I bought mine through GIK acoustics - unfortunately, it was quite a while ago so I do not recall the price. Not sure if you checked there or not, but I know they carry black.


----------



## bpape (Sep 14, 2006)

FR701 is $16.99 per yard plus shipping.


----------



## nathan_h (Feb 19, 2009)

ALMFamily said:


> I bought mine through GIK acoustics - unfortunately, it was quite a while ago so I do not recall the price. Not sure if you checked there or not, but I know they carry black.


Good call. Minimum order is twice what I need. But it's only $35 more so maybe I should do it that way.

Would love to find a place where four yards costs me $40.


----------



## ALMFamily (Oct 19, 2011)

nathan_h said:


> Good call. Minimum order is twice what I need. But it's only $35 more so maybe I should do it that way.
> 
> Would love to find a place where four yards costs me $40.


I hear you - but, I searched a couple places and GIK was the best price I found. It helped too that they were a forum sponsor...


----------



## ALMFamily (Oct 19, 2011)

Where are you located? I may have a use for some extra black GOM, and I might be willing to buy the excess...


----------



## nathan_h (Feb 19, 2009)

Good point! 

(I'm in CA.)

I'll post if I go that route.

I'm fixated on the FR701 black 408 color since the panels I already got and love -- (from GIK!) -- are covered in the same fabric, and I want my diffusion panels to match:


----------



## ALMFamily (Oct 19, 2011)

Sounds good mate - I am following along with the build too so I should see where you end up going...


----------



## nathan_h (Feb 19, 2009)

ALMFamily said:


> Sounds good mate - I am following along with the build too so I should see where you end up going...


Looks like, after building the frames, I'll be covering four 2x4 panels and six 2x2 panels. At most I'll have two yards of excess material, which I should probably keep around for a rainy day.

Kills me to spend $20 a yard, but that's the best price, it seems. And hopefully the new panels match the old ones well, so I feel good about it!

Old panels (made by GIK about five years ago) absorbers:

 

  

and the new panels (diffusers) without the GOM yet:

 



 



They are all within a 1/4" of one another. 

Next step, of course, is to attach the GOM -- probably using staples, unless there is another way I should do it.

And figure out a wiring scheme for hanging them.

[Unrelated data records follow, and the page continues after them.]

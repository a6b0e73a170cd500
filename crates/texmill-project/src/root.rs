use crate::scan;
use once_cell::sync::Lazy;
use regex::Regex;
use serde::{Deserialize, Serialize};
use std::path::{Path, PathBuf};
use texmill_core::paths;
use walkdir::WalkDir;

/// Per-file read limit while looking for root markers.
pub const ROOT_READ_LIMIT: u64 = 64 * 1024;

/// Conventional entry document names, checked before any other file.
pub const COMMON_ROOTS: &[&str] = &[
    "main.tex",
    "thesis.tex",
    "report.tex",
    "paper.tex",
    "dissertation.tex",
    "book.tex",
    "article.tex",
];

const LATEXMKRC: &str = ".latexmkrc";

static MAGIC_ROOT_RE: Lazy<Regex> =
    Lazy::new(|| Regex::new(r"(?im)^%\s*!?\s*TeX\s+root\s*=\s*(.+)$").unwrap());
static DOCUMENTCLASS_RE: Lazy<Regex> =
    Lazy::new(|| Regex::new(r"\\documentclass\s*(?:\[[^\]]*\])?\s*\{[^}]+\}").unwrap());

/// How [`detect_root`] arrived at its answer.
#[derive(Debug, Clone, Copy, PartialEq, Eq, Serialize, Deserialize)]
#[serde(rename_all = "lowercase")]
pub enum RootMethod {
    Explicit,
    Magic,
    Latexmkrc,
    Heuristic,
    None,
}

#[derive(Debug, Clone, Default, Serialize, Deserialize)]
#[serde(rename_all = "camelCase")]
pub struct DetectRootOptions {
    /// Wins outright when the file exists.
    #[serde(default)]
    pub file: Option<PathBuf>,
    /// File or directory to search from. A file means its directory.
    /// Defaults to the current directory.
    #[serde(default)]
    pub start_path: Option<PathBuf>,
}

#[derive(Debug, Clone, PartialEq, Eq, Serialize, Deserialize)]
pub struct DetectRootResult {
    pub root: Option<PathBuf>,
    pub method: RootMethod,
    /// Files inspected along the way, in inspection order.
    pub candidates: Vec<PathBuf>,
}

impl DetectRootResult {
    fn found(root: PathBuf, method: RootMethod, candidates: Vec<PathBuf>) -> Self {
        Self {
            root: Some(root),
            method,
            candidates,
        }
    }
}

/// Extracts the target of a `% !TeX root = path` comment.
pub fn magic_root_comment(text: &str) -> Option<String> {
    let caps = MAGIC_ROOT_RE.captures(text)?;
    let value = caps[1].trim();
    let value = value.strip_prefix('"').unwrap_or(value);
    let value = value.strip_suffix('"').unwrap_or(value);
    Some(value.to_string())
}

fn start_dir(start: Option<&Path>) -> PathBuf {
    let start = match start {
        Some(p) => paths::normalize(p),
        None => paths::normalize(Path::new(".")),
    };
    if start.is_dir() {
        start
    } else {
        paths::parent_dir(&start)
    }
}

/// `.tex` files directly inside `dir`, conventional names first, then the
/// rest sorted by file name.
fn scan_order(dir: &Path) -> Vec<PathBuf> {
    let mut files: Vec<PathBuf> = COMMON_ROOTS
        .iter()
        .map(|name| dir.join(name))
        .filter(|p| p.is_file())
        .collect();

    let others = WalkDir::new(dir)
        .min_depth(1)
        .max_depth(1)
        .sort_by_file_name()
        .into_iter()
        .filter_map(|entry| entry.ok())
        .filter(|entry| entry.file_type().is_file())
        .map(|entry| entry.into_path())
        .filter(|p| {
            p.extension()
                .is_some_and(|ext| ext.eq_ignore_ascii_case("tex"))
        });
    for path in others {
        if !files.contains(&path) {
            files.push(path);
        }
    }
    files
}

/// Finds the entry document of a project.
///
/// Checks, first match wins:
///
/// 1. `opts.file`, if it exists
/// 2. a `% !TeX root = ...` comment in any scanned file, resolved against the
///    start directory
/// 3. `.latexmkrc` next to a `main.tex`
/// 4. the first scanned file declaring `\documentclass`
/// 5. a bare `main.tex`
///
/// Scanned files are the conventional names in [`COMMON_ROOTS`] followed by
/// every other `.tex` file in the start directory.
pub fn detect_root(opts: &DetectRootOptions) -> DetectRootResult {
    if let Some(file) = &opts.file {
        let root = paths::normalize(file);
        if root.is_file() {
            return DetectRootResult::found(root.clone(), RootMethod::Explicit, vec![root]);
        }
        log::debug!("explicit root {} does not exist", root.display());
    }

    let dir = start_dir(opts.start_path.as_deref());
    let scanned: Vec<(PathBuf, String)> = scan_order(&dir)
        .into_iter()
        .map(|p| {
            let text = scan::read_prefix(&p, ROOT_READ_LIMIT).unwrap_or_default();
            (p, text)
        })
        .collect();
    let mut candidates: Vec<PathBuf> = scanned.iter().map(|(p, _)| p.clone()).collect();

    for (_, text) in &scanned {
        if let Some(target) = magic_root_comment(text) {
            let resolved = paths::resolve_from(&dir, Path::new(&target));
            if resolved.is_file() {
                return DetectRootResult::found(resolved, RootMethod::Magic, candidates);
            }
        }
    }

    let main = dir.join("main.tex");
    let rc = dir.join(LATEXMKRC);
    if rc.is_file() && main.is_file() {
        return DetectRootResult::found(main.clone(), RootMethod::Latexmkrc, vec![main, rc]);
    }

    if let Some((path, _)) = scanned
        .iter()
        .find(|(_, text)| DOCUMENTCLASS_RE.is_match(text))
    {
        return DetectRootResult::found(path.clone(), RootMethod::Heuristic, candidates);
    }

    if main.is_file() {
        if !candidates.contains(&main) {
            candidates.push(main.clone());
        }
        return DetectRootResult::found(main, RootMethod::Heuristic, candidates);
    }

    DetectRootResult {
        root: None,
        method: RootMethod::None,
        candidates,
    }
}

The more I think about that, the more challenging that seems. Unlike the GIK panels, that have a little open space at the back:


 

My panels actually have the inserted styrofoam diffusion panels essentially flush with the backs. You can see the backs here, with the corner braces. The panels are actually glued to those triangles.


----------



## ALMFamily (Oct 19, 2011)

nathan_h said:


> Next step, of course, is to attach the GOM -- probably using staples, unless there is another way I should do it.


Best way to go IMO - pretty sure I used 1/4" staples and they worked perfectly.


----------



## nathan_h (Feb 19, 2009)

ALMFamily said:


> Best way to go IMO - pretty sure I used 1/4" staples and they worked perfectly.


Cool. Will do. 

And I have the model of the GIK panels to "mimic" in terms of where to fold and attach.

Now I just gotta figure out the hanging wire plan....


----------



## nathan_h (Feb 19, 2009)

Got the GOM. Here you can see it on the 2x2' panels. That canning gear box in the background is what the GOM came packed in. Folded a lot, but I think the creases will work themselves out over time.

 


And then the "money shot": Can you tell which is the original GIK panel (absorber) and which is the newly constructed diffusion panel? Probably not too easily. Hint: GIK is on the left.

Seeing how closely they match, I feel like paying 2x the price of other acoustic fabric was worth it.

 

---

Ended up with literally one yard extra. Gonna hold on to it, because at least one of the panels is still looking very wrinkly from it's trip in the small box. May end up swapping it out if time doesn't solve the wrinkles and ironing as a backup isn't successful.

---

Still gotta figure out how to hang them nicely. Probably do it like picture frames.


----------